Моррис пообещал это сделать и спросил:
- Как я смогу связаться с вами?
Барт назвал связника - Бетти Ганнет, работавшую в штаб-квартире партии в Нью-Йорке. Она занимала слишком незначительную должность, чтобы угодить под суд, и Моррис совершенно безопасно может с ней общаться.
Моррис заметил, что для восстановления контактов с русскими могут потребоваться дальние поездки, а он не совсем уверен, разрешат ли ему это врачи. Если понадобится, можно будет использовать Джека?
Барт нашел это блестящей идеей.
...Остававшийся в офисе Фрейман услышал в телефонной трубку голос Морриса в два часа тридцать минут ночи.
- У меня была очень удачная встреча. Когда минует опасность, я вам о ней расскажу.
Едва в штаб-квартире ФБР узнали, что встреча состоялась, оттуда тотчас пришел по телетайпу приказ Фрейману немедленно отправляться к Моррису и допросить его. Фрейман отказался. Если бы Моррис полагал, что немедленная встреча будет безопасной, он не сказал бы: "когда минует опасность".
Когда они наконец встретились, Моррис сообщил:
- Это был Фил Барт.
Фрейман первым понял, что перспективы у операции могут быть ещё более широкими, чем предполагалось первоначально.
Организационное обеспечение.
ФБР присвоило операции кодовое название САСХ. Моррису было присвоено кодовое обозначение CG5824S*; Джек стал NY-694S*. Между собой агенты ФБР называли Морриса "58" или "Джордж", а Джека - "69". Звездочка в кодовом обозначении означала, что данный источник никогда не следует вызывать в суд для дачи показаний или опознавать каким-либо другим образом.
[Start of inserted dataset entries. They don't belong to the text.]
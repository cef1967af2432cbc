//! Configuration loaded from environment variables.

use std::env;
use std::path::PathBuf;

use anyhow::{Context, Result};

/// Adapter configuration.
#[derive(Debug, Clone)]
pub struct Config {
    /// Prefix for error message keys (default: "errors").
    pub i18n_prefix: String,

    /// Include error causes in JSON error bodies (default: false).
    pub debug_errors: bool,

    /// Locale used when a lookup does not name one.
    pub default_locale: Option<String>,

    /// Directory of `.properties` message bundles.
    pub i18n_dir: Option<PathBuf>,

    /// Directory of error page templates.
    pub templates_dir: Option<PathBuf>,
}

impl Default for Config {
    fn default() -> Self {
        Self {
            i18n_prefix: "errors".to_string(),
            debug_errors: false,
            default_locale: None,
            i18n_dir: None,
            templates_dir: None,
        }
    }
}

impl Config {
    /// Load configuration from environment variables.
    pub fn from_env() -> Result<Self> {
        Self::from_lookup(|name| env::var(name).ok())
    }

    /// Load configuration through an arbitrary variable lookup.
    pub fn from_lookup(var: impl Fn(&str) -> Option<String>) -> Result<Self> {
        let i18n_prefix = var("STAGEHAND_I18N_PREFIX").unwrap_or_else(|| "errors".to_string());

        let debug_errors = var("STAGEHAND_DEBUG_ERRORS")
            .map(|v| parse_bool(&v))
            .transpose()
            .context("STAGEHAND_DEBUG_ERRORS must be a boolean")?
            .unwrap_or(false);

        let default_locale = var("STAGEHAND_DEFAULT_LOCALE").filter(|v| !v.trim().is_empty());

        let i18n_dir = var("STAGEHAND_I18N_DIR").map(PathBuf::from);
        let templates_dir = var("STAGEHAND_TEMPLATES_DIR").map(PathBuf::from);

        Ok(Self {
            i18n_prefix,
            debug_errors,
            default_locale,
            i18n_dir,
            templates_dir,
        })
    }
}

fn parse_bool(value: &str) -> Result<bool> {
    match value.trim().to_lowercase().as_str() {
        "1" | "true" | "yes" | "on" => Ok(true),
        "0" | "false" | "no" | "off" | "" => Ok(false),
        other => anyhow::bail!("invalid boolean: {other}"),
    }
}

#[cfg(test)]
#[allow(clippy::unwrap_used, clippy::expect_used)]
mod tests {
    use super::*;
    use std::collections::HashMap;

    fn lookup(pairs: &[(&str, &str)]) -> impl Fn(&str) -> Option<String> {
        let map: HashMap<String, String> = pairs
            .iter()
            .map(|(k, v)| (k.to_string(), v.to_string()))
            .collect();
        move |name| map.get(name).cloned()
    }

    #[test]
    fn defaults_when_unset() {
        let config = Config::from_lookup(lookup(&[])).unwrap();
        assert_eq!(config.i18n_prefix, "errors");
        assert!(!config.debug_errors);
        assert!(config.i18n_dir.is_none());
    }

    #[test]
    fn reads_overrides() {
        let config = Config::from_lookup(lookup(&[
            ("STAGEHAND_I18N_PREFIX", "api.errors"),
            ("STAGEHAND_DEBUG_ERRORS", "yes"),
            ("STAGEHAND_DEFAULT_LOCALE", "nb_NO"),
            ("STAGEHAND_I18N_DIR", "/srv/i18n"),
        ]))
        .unwrap();
        assert_eq!(config.i18n_prefix, "api.errors");
        assert!(config.debug_errors);
        assert_eq!(config.default_locale.as_deref(), Some("nb_NO"));
        assert_eq!(config.i18n_dir, Some(PathBuf::from("/srv/i18n")));
    }

    #[test]
    fn rejects_bad_boolean() {
        assert!(Config::from_lookup(lookup(&[("STAGEHAND_DEBUG_ERRORS", "maybe")])).is_err());
    }
}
Обычно это означало, что источником служит магнитофонная лента, "жучок" или результат кражи со взломом. Непосвященные в дело аналитики, работавшие с сообщениями, приходившими в пятидесятые-шестидесятые, считали, что ФБР проводит чертовски удачную операцию по подслушиванию.
В целом надо отметить, что именно строжайшее соблюдение секретности, крайне узкий круг лиц, знакомых с операцией, стали залогом успеха. Фактически, о ней не знал даже Эдгар Гувер. В штаб-квартире ФБР на Пенсильвания-авеню какой-то начальник, не рассекреченный до сих пор, санкционировал и десятилетиями отстаивал, возможно единственно правильное решение: Берлинсон и Фрейман ведут дело самостоятельно. За время работы в ФБР Фрейман получил от Дж. Эдгара Гувера семь письменных претензий (наряду с девятнадцатью благодарностями). Однако без ведома Гувера Фрейман дважды за двадцать четыре часа отказался выполнить прямой приказ. Совершенно очевидно, что такой отказ мог бы повлечь со стороны Гувера выговор или что-то похуже. Но Гувер никогда об этом не узнал.
Первые контакты.
По оперативному плану, разработанному Моррисом, Джек связался с Бетти Ганнет и предложить ей попросить Тима Бака в Канаде восстановить линии связи между Москвой и подпольной американской компартией. 25 марта 1954 года Ганнет, вероятно предварительно посоветовавшись с Бартом, настойчиво рекомендовала Джеку как можно скорее отправиться в Торонто.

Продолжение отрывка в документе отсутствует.